Closely associated to Lord Shiva, the Lingam, Damru, Nandi the bull and the Trishula have been inscribed on the gold plated base of the Dhwaja Sthambha at the entrance of the main shrine.
Apart from the main deities the main temple also has statues of Ganesha, Parvathy, Durga Devi, Navagrahas and three more siva lingas. You will be amazed by the intriguing pieces of sculpture on the pillars and beautiful paintings on the ceiling of this temple. These paintings depict popular stories of Lord Krishna and Rama from the Ramayana, Mahabharata and the Puranas. The carved stone pillars display various deities, animals, musicians, dancers etc.

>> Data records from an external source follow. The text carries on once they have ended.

use std::sync::LazyLock;

use jsonschema::Validator;
use schemars::schema_for;
use serde_json::Value;

use super::ListItem;

static LIST_VALIDATOR: LazyLock<Result<Validator, String>> = LazyLock::new(|| {
    jsonschema::validator_for(&list_schema()).map_err(|err| err.to_string())
});

/// JSON Schema of a persisted repeater field (an array of [`ListItem`]).
pub fn list_schema() -> Value {
    let schema = schema_for!(Vec<ListItem>);
    serde_json::to_value(schema).unwrap_or(Value::Null)
}

/// Check a raw field value against [`list_schema`].
///
/// Returns one message per violation, prefixed with the offending instance
/// path (`<root>` for the value itself).
pub fn check_list_document(value: &Value) -> Result<(), Vec<String>> {
    let validator = LIST_VALIDATOR.as_ref().map_err(|err| vec![err.clone()])?;
    let issues = validator
        .iter_errors(value)
        .map(|error| {
            let pointer = error.instance_path.to_string();
            let prefix = if pointer.is_empty() {
                "<root>".to_string()
            } else {
                pointer
            };
            format!("{prefix}: {error}")
        })
        .collect::<Vec<_>>();
    if issues.is_empty() {
        Ok(())
    } else {
        Err(issues)
    }
}
//! Field-level validation for list drafts.
//!
//! Every check is pure and cheap; drafts re-run it on each change.

use std::sync::LazyLock;

use regex::Regex;

use crate::domain::{Address, InputKind};

pub const REQUIRED: &str = "Required";
pub const INVALID_FORMAT: &str = "Invalid Format";

static URL_PATTERN: LazyLock<Regex> = LazyLock::new(|| {
    Regex::new(
        r"(?i)^(https?|ftp)://(localhost|(\d{1,3}\.){3}\d{1,3}|([a-z0-9]([a-z0-9-]*[a-z0-9])?\.)+[a-z]{2,})(:\d{1,5})?([/?#][^\s]*)?$",
    )
    .expect("url pattern")
});

static EMAIL_PATTERN: LazyLock<Regex> = LazyLock::new(|| {
    Regex::new(r#"^[^\s@"(),:;<>\[\]\\]+@([A-Za-z0-9]([A-Za-z0-9-]*[A-Za-z0-9])?\.)+[A-Za-z]{2,}$"#)
        .expect("email pattern")
});

#[derive(Debug, Clone, PartialEq, Eq)]
pub struct Validation {
    pub valid: bool,
    pub message: String,
}

impl Default for Validation {
    fn default() -> Self {
        Self::ok()
    }
}

impl Validation {
    pub fn ok() -> Self {
        Self {
            valid: true,
            message: String::new(),
        }
    }

    pub fn required() -> Self {
        Self::failed(REQUIRED)
    }

    pub fn failed(message: impl Into<String>) -> Self {
        Self {
            valid: false,
            message: message.into(),
        }
    }
}

pub fn is_valid_url(raw: &str) -> bool {
    URL_PATTERN.is_match(raw.trim())
}

pub fn is_valid_email(raw: &str) -> bool {
    EMAIL_PATTERN.is_match(raw.trim())
}

/// Validate one raw value against its declared input kind.
pub fn validate(kind: InputKind, raw: &str) -> Validation {
    if raw.trim().is_empty() {
        return Validation::required();
    }
    let well_formed = match kind {
        InputKind::Url => is_valid_url(raw),
        InputKind::Email => is_valid_email(raw),
        InputKind::Text | InputKind::Tel => true,
    };
    if well_formed {
        Validation::ok()
    } else {
        Validation::failed(INVALID_FORMAT)
    }
}

/// Validation record of a scalar draft (value + type columns).
#[derive(Debug, Clone, Default, PartialEq, Eq)]
pub struct ItemValidation {
    pub value: Validation,
    pub item_type: Validation,
}

impl ItemValidation {
    pub fn is_valid(&self) -> bool {
        self.value.valid && self.item_type.valid
    }
}

/// The type column is free text and never required.
pub fn validate_item(kind: InputKind, value: &str, _item_type: &str) -> ItemValidation {
    ItemValidation {
        value: validate(kind, value),
        item_type: Validation::ok(),
    }
}

/// Validation record of an address draft. Only city and country are checked.
#[derive(Debug, Clone, Default, PartialEq, Eq)]
pub struct AddressValidation {
    pub city: Validation,
    pub country: Validation,
}

impl AddressValidation {
    pub fn is_valid(&self) -> bool {
        self.city.valid && self.country.valid
    }
}

pub fn validate_address(address: &Address) -> AddressValidation {
    AddressValidation {
        city: validate(InputKind::Text, &address.city),
        country: validate(InputKind::Text, &address.country),
    }
}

A piece of paper passing through the base of the hanging pillar defies the law of science. Incidentally this pillar is known to be the main pillar supporting the remaining 79 pillars of this brilliant piece of architecture. An inquisitive British architect did try to move this pillar, but all other pillars displaced themselves. Fearing a structural collapse, the pillar was left on its own.

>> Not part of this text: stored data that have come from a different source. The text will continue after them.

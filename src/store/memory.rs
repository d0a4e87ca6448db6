use std::{cell::RefCell, rc::Rc};

use crate::domain::ListItem;

use super::{ChangeListener, FieldStore, StoreError, SubscriptionId, Subscribers};

#[derive(Debug, Default)]
struct Inner {
    value: Option<Vec<ListItem>>,
    writes: Vec<Vec<ListItem>>,
}

/// In-process field store.
///
/// Clones share the same backing value, so a test (or an embedding host) can
/// keep a handle to inspect writes and push external changes while the
/// controller owns another handle. Listeners run after the value is updated
/// and released, so they may read the store themselves.
#[derive(Debug, Clone, Default)]
pub struct MemoryFieldStore {
    inner: Rc<RefCell<Inner>>,
    subscribers: Rc<RefCell<Subscribers>>,
}

impl MemoryFieldStore {
    pub fn new() -> Self {
        Self::default()
    }

    pub fn with_items(items: Vec<ListItem>) -> Self {
        let store = Self::default();
        store.inner.borrow_mut().value = Some(items);
        store
    }

    pub fn value(&self) -> Option<Vec<ListItem>> {
        self.inner.borrow().value.clone()
    }

    /// Every list written so far, oldest first.
    pub fn writes(&self) -> Vec<Vec<ListItem>> {
        self.inner.borrow().writes.clone()
    }

    pub fn write_count(&self) -> usize {
        self.inner.borrow().writes.len()
    }

    pub fn subscriber_count(&self) -> usize {
        self.subscribers.borrow().len()
    }

    /// Replace the value as if another editor changed it, notifying listeners.
    pub fn set_external(&self, items: Vec<ListItem>) {
        self.inner.borrow_mut().value = Some(items.clone());
        self.subscribers.borrow_mut().notify(&items);
    }
}

impl FieldStore for MemoryFieldStore {
    fn read(&self) -> Result<Option<Vec<ListItem>>, StoreError> {
        Ok(self.inner.borrow().value.clone())
    }

    fn write(&mut self, items: &[ListItem]) -> Result<(), StoreError> {
        {
            let mut inner = self.inner.borrow_mut();
            inner.value = Some(items.to_vec());
            inner.writes.push(items.to_vec());
        }
        self.subscribers.borrow_mut().notify(items);
        Ok(())
    }

    fn subscribe(&mut self, listener: ChangeListener) -> SubscriptionId {
        self.subscribers.borrow_mut().add(listener)
    }

    fn unsubscribe(&mut self, id: SubscriptionId) {
        self.subscribers.borrow_mut().remove(id);
    }
}
use anyhow::Result;
use crossterm::event::{self, Event, KeyEvent, KeyEventKind};
use ratatui::layout::Rect;
use tracing::debug;

use crate::{
    controller::ListController,
    domain::ListItem,
    form::{Draft, DraftField},
    presentation::{self, DraftRender, FieldRender, PickerRender, RowRender, UiContext},
    store::FieldStore,
};

use super::{
    input::{self, KeyAction, KeyCommand},
    keymap::{self, KeymapContext},
    options::UiOptions,
    status::StatusLine,
    terminal::TerminalGuard,
};

mod draft_ops;
mod list_ops;

#[derive(Debug, Clone, Copy, PartialEq, Eq)]
enum Focus {
    List,
    Draft,
}

pub(crate) struct App<S: FieldStore> {
    controller: ListController<S>,
    options: UiOptions,
    status: StatusLine,
    focus: Focus,
    selected: usize,
    field_cursor: usize,
    exit_armed: bool,
    should_quit: bool,
}

impl<S: FieldStore> App<S> {
    pub fn new(controller: ListController<S>, options: UiOptions) -> Self {
        let focus = if controller.items().is_empty() {
            Focus::Draft
        } else {
            Focus::List
        };
        Self {
            controller,
            options,
            status: StatusLine::new(),
            focus,
            selected: 0,
            field_cursor: 0,
            exit_armed: false,
            should_quit: false,
        }
    }

    /// Drive the widget until the user quits; returns the committed list.
    pub fn run(&mut self, terminal: &mut TerminalGuard) -> Result<Vec<ListItem>> {
        while !self.should_quit {
            terminal.draw(|frame| self.draw(frame))?;
            if !event::poll(self.options.tick_rate)? {
                self.on_tick();
                continue;
            }
            match event::read()? {
                Event::Key(key) => self.handle_key(key),
                Event::Resize(width, height) => {
                    terminal.resize(Rect::new(0, 0, width, height))?;
                }
                Event::Mouse(_) | Event::FocusGained | Event::FocusLost | Event::Paste(_) => {}
            }
        }
        Ok(self.controller.items().to_vec())
    }

    fn on_tick(&mut self) {
        if self.controller.refresh() {
            self.clamp_selection();
            self.status.external_change();
        }
    }

    fn context(&self) -> KeymapContext {
        match self.focus {
            Focus::List => KeymapContext::List,
            Focus::Draft if self.active_picker_expanded() => KeymapContext::Picker,
            Focus::Draft => KeymapContext::Draft,
        }
    }

    fn current_help_text(&self) -> Option<String> {
        if !self.options.show_help {
            return None;
        }
        keymap::help_text(self.context())
    }

    fn current_field(&self) -> Option<DraftField> {
        let fields = self.controller.active_draft().fields();
        fields.get(self.field_cursor % fields.len().max(1)).copied()
    }

    fn handle_key(&mut self, key: KeyEvent) {
        if key.kind != KeyEventKind::Press {
            return;
        }
        match input::classify(self.context(), &key) {
            KeyCommand::Action(KeyAction::Quit) => self.on_exit(),
            KeyCommand::Action(action) => {
                self.exit_armed = false;
                self.handle_action(action);
            }
            KeyCommand::Input(event) => {
                self.exit_armed = false;
                self.handle_text_input(&event);
            }
            KeyCommand::None => {}
        }
    }

    fn handle_action(&mut self, action: KeyAction) {
        match action {
            KeyAction::Quit => self.on_exit(),
            KeyAction::Save => self.on_save(),
            KeyAction::Cancel => self.on_cancel(),
            KeyAction::FocusToggle => self.toggle_focus(),
            KeyAction::Activate => {
                if !self.open_picker() {
                    self.on_save();
                }
            }
            KeyAction::FieldStep(delta) => self.step_field(delta),
            KeyAction::RowSelect(delta) => self.select_row(delta),
            KeyAction::RowMove(delta) => self.move_selected(delta),
            KeyAction::StartEdit => self.edit_selected(),
            KeyAction::DeleteRow => self.delete_selected(),
            KeyAction::PickerStep(delta) => self.step_picker(delta),
            KeyAction::PickerChoose => self.choose_from_picker(),
        }
    }

    fn toggle_focus(&mut self) {
        self.close_picker();
        self.focus = match self.focus {
            Focus::List => Focus::Draft,
            Focus::Draft => Focus::List,
        };
        if self.focus == Focus::Draft && !self.controller.is_editing() {
            self.status.editing("new entry");
        } else {
            self.status.ready();
        }
    }

    fn on_save(&mut self) {
        let was_editing = self.controller.is_editing();
        if self.controller.save_active() {
            self.status.saved();
            self.field_cursor = 0;
            if was_editing {
                self.focus = Focus::List;
            } else {
                self.selected = self.controller.items().len().saturating_sub(1);
            }
            return;
        }
        if was_editing && !self.controller.is_editing() {
            self.status
                .warn("The entry was removed elsewhere; edit discarded");
            self.focus = Focus::List;
            self.clamp_selection();
            return;
        }
        self.status.blocked(self.invalid_field_count());
    }

    fn on_cancel(&mut self) {
        if self.close_picker() {
            return;
        }
        let was_editing = self.controller.is_editing();
        self.controller.cancel_active();
        self.field_cursor = 0;
        if was_editing || !self.controller.items().is_empty() {
            self.focus = Focus::List;
        }
        self.status.ready();
    }

    fn on_exit(&mut self) {
        if self.options.confirm_exit && self.has_unsaved_draft() && !self.exit_armed {
            self.exit_armed = true;
            self.status.pending_exit();
            return;
        }
        debug!(count = self.controller.items().len(), "leaving repeater");
        self.should_quit = true;
    }

    fn has_unsaved_draft(&self) -> bool {
        if self.controller.is_editing() {
            return true;
        }
        let blank = Draft::blank(self.controller.options());
        let draft = self.controller.new_draft();
        draft.to_value() != blank.to_value() || draft.item_type() != blank.item_type()
    }

    fn invalid_field_count(&self) -> usize {
        let draft = self.controller.active_draft();
        draft
            .fields()
            .into_iter()
            .filter(|field| !draft.field_validation(*field).valid)
            .count()
    }

    fn draw(&self, frame: &mut ratatui::Frame<'_>) {
        let help = self.current_help_text();
        let label = self.controller.options().label.clone();
        let title = self.options.title.clone().unwrap_or_else(|| label.clone());
        let editing_id = self.controller.pending_edit().map(|edit| edit.id().to_string());

        let rows = self
            .controller
            .items()
            .iter()
            .map(|item| RowRender {
                summary: item.summary(),
                item_type: item.item_type.clone(),
                actions: self.controller.row_actions(&item.id).unwrap_or_default(),
                editing: editing_id.as_deref() == Some(item.id.as_str()),
            })
            .collect::<Vec<_>>();

        let draft = self.controller.active_draft();
        let fields = field_renders(draft, &label);
        let heading = match &editing_id {
            Some(id) => match self.controller.items().iter().position(|item| &item.id == id) {
                Some(position) => format!("Editing entry {}", position + 1),
                None => "Editing entry".to_string(),
            },
            None => format!("New {label}"),
        };
        let cursor = (self.focus == Focus::Draft && !fields.is_empty())
            .then(|| self.field_cursor % fields.len());
        let picker = self.picker_render();

        presentation::draw(
            frame,
            UiContext {
                title: &title,
                rows: &rows,
                selected: (!rows.is_empty()).then_some(self.selected),
                list_focused: self.focus == Focus::List,
                draft: DraftRender {
                    heading,
                    fields: &fields,
                    cursor,
                },
                status_message: self.status.message(),
                status_tone: self.status.tone(),
                help: help.as_deref(),
                picker,
            },
        );
    }

    fn picker_render(&self) -> Option<PickerRender<'_>> {
        let picker = self.active_picker()?;
        if !picker.is_expanded() {
            return None;
        }
        Some(PickerRender {
            title: picker.label(),
            filter: picker.filter().unwrap_or_default(),
            options: picker.filtered(),
            selected: picker.highlighted().unwrap_or(0),
        })
    }
}

fn field_renders(draft: &Draft, value_label: &str) -> Vec<FieldRender> {
    draft
        .fields()
        .into_iter()
        .map(|field| {
            let validation = draft.field_validation(field);
            let picker = match (draft.as_address_editor(), field) {
                (Some(editor), DraftField::Address(address_field)) => editor.picker(address_field),
                _ => None,
            };
            let raw = draft.get(field).unwrap_or_default();
            let (value, placeholder) = match picker {
                Some(picker) if raw.is_empty() => (picker.placeholder(), true),
                _ => (raw.to_string(), false),
            };
            FieldRender {
                label: field.label(value_label),
                value,
                placeholder,
                error: (!validation.valid).then_some(validation.message),
                choice: picker.is_some(),
            }
        })
        .collect()
}

#[cfg(test)]
mod tests;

As you step out of the main premises, you can see a huge Nagalingam – A seven headed serpent protecting the granite lingam below, another piece of amazing architecture which is said to be carved out of one single stone, while the sculptors waited for their mother to prepare lunch. Apart from the main lingam, there are smaller sculptures of lingams with a scorpion, a man and an elephant too carved in the same rock. There’s no way you would miss the big Ganesha and the vahana mooshika just next to this lingam. Next an unfinished kalyana mandapam considered to be the wedding place of Lord Shiva and Parvathi welcomes you. The sculptures on these pillars are carvings of the Gods present during the wedding.
Around 200 metres from the shrine is a huge monolithic Nandi, one of the largest sculptures in the country. This Nandi was built in a way that it could see the Nagalingam, but the present day urbanization has disconnected it from the main temple. Opposite the Nandi, among huge boulders and rocks stands a structure which could have been a watch tower during the Vijaynagar empire.
Charming Lepakshi withstanding the ravages of times has stood as witness to the glorious past of Vijayanagara Empire.